[About this task] From the entries that follow, gather each line holding the word "AgentSnapshotRow".

[Data]
------------
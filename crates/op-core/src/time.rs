//! Simulation time model.
//!
//! Time is represented as a millisecond `Tick` counter, matching the
//! reference model's convention of integer-millisecond timestamps throughout
//! the scheduler.  Using an integer tick as the canonical time unit means all
//! schedule arithmetic (cycle-time firing, window bounds) is exact — no
//! floating point drift, and comparisons are O(1).

use std::fmt;

// ── Tick ─────────────────────────────────────────────────────────────────────

/// An absolute simulation timestamp, in milliseconds since the run's start.
#[derive(Copy, Clone, PartialEq, Eq, PartialOrd, Ord, Hash, Debug, Default)]
#[cfg_attr(feature = "serde", derive(serde::Serialize, serde::Deserialize))]
pub struct Tick(pub i64);

impl Tick {
    pub const ZERO: Tick = Tick(0);

    /// Return the tick `n` milliseconds after `self`.
    #[inline]
    pub fn offset(self, n: i64) -> Tick {
        Tick(self.0 + n)
    }

    /// Milliseconds elapsed from `earlier` to `self`.
    #[inline]
    pub fn since(self, earlier: Tick) -> i64 {
        self.0 - earlier.0
    }
}

impl std::ops::Add<i64> for Tick {
    type Output = Tick;
    #[inline]
    fn add(self, rhs: i64) -> Tick {
        Tick(self.0 + rhs)
    }
}

impl std::ops::Sub for Tick {
    type Output = i64;
    #[inline]
    fn sub(self, rhs: Tick) -> i64 {
        self.0 - rhs.0
    }
}

impl fmt::Display for Tick {
    fn fmt(&self, f: &mut fmt::Formatter<'_>) -> fmt::Result {
        write!(f, "t={}ms", self.0)
    }
}

// ── RunConfig ─────────────────────────────────────────────────────────────────

/// Top-level configuration for a single scheduler invocation.
///
/// Mirrors the fields the slave command line and blueprint configuration
/// expose: start and end time bound the run, `framework_update_rate_ms`
/// bounds the scheduler's pre-computed timestamp window, and `seed` drives
/// every deterministic RNG derived from it.
#[derive(Clone, Debug)]
#[cfg_attr(feature = "serde", derive(serde::Serialize, serde::Deserialize))]
pub struct RunConfig {
    /// Simulation start time, in ms. Usually 0.
    pub start_time_ms: i64,

    /// Simulation end time, in ms (inclusive upper bound on the tick loop).
    pub end_time_ms: i64,

    /// Width of the scheduler's pre-computed timestamp window, in ms.
    /// Default: 100 (the reference model's `frameworkUpdateRate`).
    pub framework_update_rate_ms: i64,

    /// Master RNG seed. The same seed always produces identical results.
    pub seed: u64,
}

impl RunConfig {
    /// Construct a config with the reference model's default update rate (100 ms).
    pub fn new(start_time_ms: i64, end_time_ms: i64, seed: u64) -> Self {
        Self {
            start_time_ms,
            end_time_ms,
            framework_update_rate_ms: 100,
            seed,
        }
    }

    #[inline]
    pub fn start_tick(&self) -> Tick {
        Tick(self.start_time_ms)
    }

    #[inline]
    pub fn end_tick(&self) -> Tick {
        Tick(self.end_time_ms)
    }
}
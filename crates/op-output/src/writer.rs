//! The backend-agnostic seam every output format implements.

use crate::row::{AgentSnapshotRow, TickSummaryRow};
use crate::OutputResult;

/// A destination for simulation trace output.
///
/// Snapshots are written in batches (one batch per tick, covering every live
/// agent) so a columnar backend can build one record batch per call instead
/// of one row at a time. `finish` is idempotent: calling it more than once,
/// or on a writer that never received a row, must not error.
pub trait OutputWriter {
    fn write_snapshots(&mut self, rows: &[AgentSnapshotRow]) -> OutputResult<()>;
    fn write_tick_summary(&mut self, row: &TickSummaryRow) -> OutputResult<()>;
    fn finish(&mut self) -> OutputResult<()>;
}
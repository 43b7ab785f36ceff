//! Strongly typed, zero-cost identifier wrappers.
//!
//! All IDs are `Copy + Ord + Hash` so they can be used as map keys and sorted
//! collection elements without ceremony.  The inner integer is `pub` to allow
//! direct indexing into arena `Vec`s via `id.0 as usize`, but callers should
//! prefer the `.index()` helpers for clarity.

use std::fmt;

/// Generate a typed ID wrapper around a primitive integer.
macro_rules! typed_id {
    ($(#[$attr:meta])* $vis:vis struct $name:ident($inner:ty);) => {
        $(#[$attr])*
        #[derive(Copy, Clone, PartialEq, Eq, Hash, PartialOrd, Ord, Debug)]
        #[cfg_attr(feature = "serde", derive(serde::Serialize, serde::Deserialize))]
        $vis struct $name(pub $inner);

        impl $name {
            /// Sentinel meaning "no valid ID" — equivalent to the inner type's MAX.
            pub const INVALID: $name = $name(<$inner>::MAX);

            /// Cast to `usize` for direct use as an arena index.
            #[inline(always)]
            pub fn index(self) -> usize {
                self.0 as usize
            }

            /// `true` unless this is the `INVALID` sentinel.
            #[inline(always)]
            pub fn is_valid(self) -> bool {
                self != Self::INVALID
            }
        }

        impl Default for $name {
            /// Returns the `INVALID` sentinel so uninitialized IDs are visibly invalid.
            #[inline(always)]
            fn default() -> Self {
                Self::INVALID
            }
        }

        impl fmt::Display for $name {
            fn fmt(&self, f: &mut fmt::Formatter<'_>) -> fmt::Result {
                write!(f, "{}({})", stringify!($name), self.0)
            }
        }

        impl From<$name> for usize {
            #[inline(always)]
            fn from(id: $name) -> usize {
                id.0 as usize
            }
        }

        impl TryFrom<usize> for $name {
            type Error = std::num::TryFromIntError;
            fn try_from(n: usize) -> Result<$name, Self::Error> {
                <$inner>::try_from(n).map($name)
            }
        }
    };
}

typed_id! {
    /// Identifies an agent for the lifetime of the run.  Once an agent is
    /// removed its id is retired, matching the reference model's monotonic
    /// agent-id counter — ids are never reused within a run.
    pub struct AgentId(u32);
}

typed_id! {
    /// Identifies a road within the world's road network arena.
    pub struct RoadId(u32);
}

typed_id! {
    /// Identifies a section within its owning road's section arena.
    pub struct SectionId(u32);
}

typed_id! {
    /// Identifies a lane within its owning section.
    pub struct LaneId(u32);
}

typed_id! {
    /// Identifies a component instance within its owning agent.
    pub struct ComponentId(u16);
}

typed_id! {
    /// Identifies an event in the `EventNetwork`'s monotonic counter.
    pub struct EventId(u64);
}
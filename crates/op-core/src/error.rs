//! Core error type.
//!
//! Sub-crates define their own error enums (`ComponentError`, `ScheduleError`,
//! `LocalizationError`, ...) for the error kinds specific to their domain and
//! convert them into `OpCoreError` via `From`, or keep them separate and wrap
//! `OpCoreError` as one variant. Both patterns are acceptable; prefer
//! whichever keeps error sites clean.

use thiserror::Error;

use crate::AgentId;

/// The top-level error type for `op-core` and a common base for sub-crates.
#[derive(Debug, Error)]
pub enum OpCoreError {
    #[error("agent {0} not found")]
    AgentNotFound(AgentId),

    #[error("configuration error: {0}")]
    Config(String),

    #[error("parse error: {0}")]
    Parse(String),

    #[error("I/O error: {0}")]
    Io(#[from] std::io::Error),
}

/// Shorthand result type for `op-core` and sub-crates that don't need a more
/// specific error enum.
pub type OpCoreResult<T> = Result<T, OpCoreError>;
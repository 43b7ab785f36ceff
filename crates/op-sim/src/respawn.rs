//! Default collaborators for the trait-object seams `op-schedule` and
//! `op-component` leave open: reinstating a scenario agent after a
//! transient removal, and producing spawn candidates on a fixed cadence.
//!
//! Scenario definitions and spawn-point policies are themselves out of
//! scope (XML configuration loading, §1) — these are minimal, dependency-free
//! implementations of the trait boundary, suitable for tests and as a
//! starting point for a real scenario-driven policy.

use op_component::Respawner;
use op_core::{LaneId, RoadId, Tick};
use op_schedule::{AgentBlueprint, SpawnPoint};

/// A [`Respawner`] that only logs the request. Scenario-aware respawn
/// (reinstating a specific named agent at a specific position) requires
/// knowledge this crate doesn't have — a real implementation plugs in here.
#[derive(Default)]
pub struct LoggingRespawner;

impl Respawner for LoggingRespawner {
    fn respawn_agent(&mut self, t: Tick) {
        tracing::debug!(tick = t.0, "respawn requested, no respawn policy configured");
    }
}

/// Produces a blueprint at `road`/`lane`/`s` every `cycle_time_ms`, stopping
/// after `count` have been produced (or never, if `count` is `None`).
pub struct FixedIntervalSpawnPoint {
    road: RoadId,
    lane: LaneId,
    s: f64,
    velocity: f64,
    length: f64,
    is_scenario_member: bool,
    cycle_time_ms: i64,
    remaining: Option<u32>,
}

impl FixedIntervalSpawnPoint {
    #[allow(clippy::too_many_arguments)]
    pub fn new(
        road: RoadId,
        lane: LaneId,
        s: f64,
        velocity: f64,
        length: f64,
        is_scenario_member: bool,
        cycle_time_ms: i64,
        count: Option<u32>,
    ) -> Self {
        Self {
            road,
            lane,
            s,
            velocity,
            length,
            is_scenario_member,
            cycle_time_ms,
            remaining: count,
        }
    }
}

impl SpawnPoint for FixedIntervalSpawnPoint {
    fn next_blueprint(&mut self, _now_ms: i64) -> Option<AgentBlueprint> {
        if let Some(remaining) = self.remaining.as_mut() {
            if *remaining == 0 {
                return None;
            }
            *remaining -= 1;
        }
        Some(AgentBlueprint {
            road: self.road,
            lane: self.lane,
            s: self.s,
            velocity: self.velocity,
            length: self.length,
            is_scenario_member: self.is_scenario_member,
        })
    }

    fn cycle_time_ms(&self) -> i64 {
        self.cycle_time_ms
    }
}

#[cfg(test)]
mod tests {
    use super::*;

    #[test]
    fn exhausted_count_stops_producing_blueprints() {
        let mut spawn_point = FixedIntervalSpawnPoint::new(RoadId(0), LaneId(0), 0.0, 20.0, 5.0, false, 1000, Some(1));
        assert!(spawn_point.next_blueprint(0).is_some());
        assert!(spawn_point.next_blueprint(1000).is_none());
    }

    #[test]
    fn unbounded_count_keeps_producing() {
        let mut spawn_point = FixedIntervalSpawnPoint::new(RoadId(0), LaneId(0), 0.0, 20.0, 5.0, false, 1000, None);
        for _ in 0..5 {
            assert!(spawn_point.next_blueprint(0).is_some());
        }
    }
}
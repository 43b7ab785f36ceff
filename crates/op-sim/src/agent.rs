//! Per-agent state as the simulation layer sees it: the world-facing half
//! (`WorldObject`), its component graph, and the channels wiring them
//! together.

use op_component::{Channel, Component, ComponentMap};
use op_core::SectionId;
use op_dynamics::DynamicsComponent;
use op_world::WorldObject;

/// Everything the simulation owns for one agent, beyond the task items
/// already registered with the scheduler.
pub struct AgentRecord {
    pub world: WorldObject,
    pub components: ComponentMap,
    pub channels: Vec<Channel>,
    /// Section of the agent's last successful localization hit, fed back
    /// into `locate`'s quickstart search next tick.
    pub search_initializer: Option<SectionId>,
}

impl AgentRecord {
    pub fn new(world: WorldObject, components: ComponentMap, channels: Vec<Channel>) -> Self {
        Self {
            world,
            components,
            channels,
            search_initializer: None,
        }
    }

    /// Resolve the component instance carrying `priority`, the key the
    /// scheduler's `TaskItem`s use to identify which component within this
    /// agent a dispatched Trigger/Update task targets (see `task.rs`'s
    /// doc comment on why `TaskItem` carries no component id directly).
    pub fn component_with_priority(&self, priority: i32) -> Option<op_core::ComponentId> {
        self.components.ids().find(|&id| self.components.get(id).is_some_and(|c| c.meta().priority == priority))
    }

    /// Copy the dynamics component's just-integrated pose into `self.world`,
    /// the one authoritative place the rest of the simulation (localization,
    /// the observer snapshot) reads an agent's position from.
    ///
    /// `component_id` is whichever component was just triggered; this is a
    /// no-op unless it downcasts to the dynamics component, since that's the
    /// sole writer of kinematic state.
    pub fn sync_world_from_dynamics(&mut self, component_id: op_core::ComponentId) {
        let Some(dynamics) = self.components.downcast_ref::<DynamicsComponent>(component_id) else {
            return;
        };
        let state = dynamics.kinematic_state();
        self.world.position = state.position;
        self.world.yaw = state.yaw;
        self.world.velocity = state.velocity;
        self.world.yaw_rate = state.yaw_rate;
        self.world.acceleration = state.acceleration;
        self.world.yaw_acceleration = state.yaw_acceleration;
    }
}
------------
[Completed task]
use crate::row::{AgentSnapshotRow, TickSummaryRow};
    fn write_snapshots(&mut self, rows: &[AgentSnapshotRow]) -> OutputResult<()>;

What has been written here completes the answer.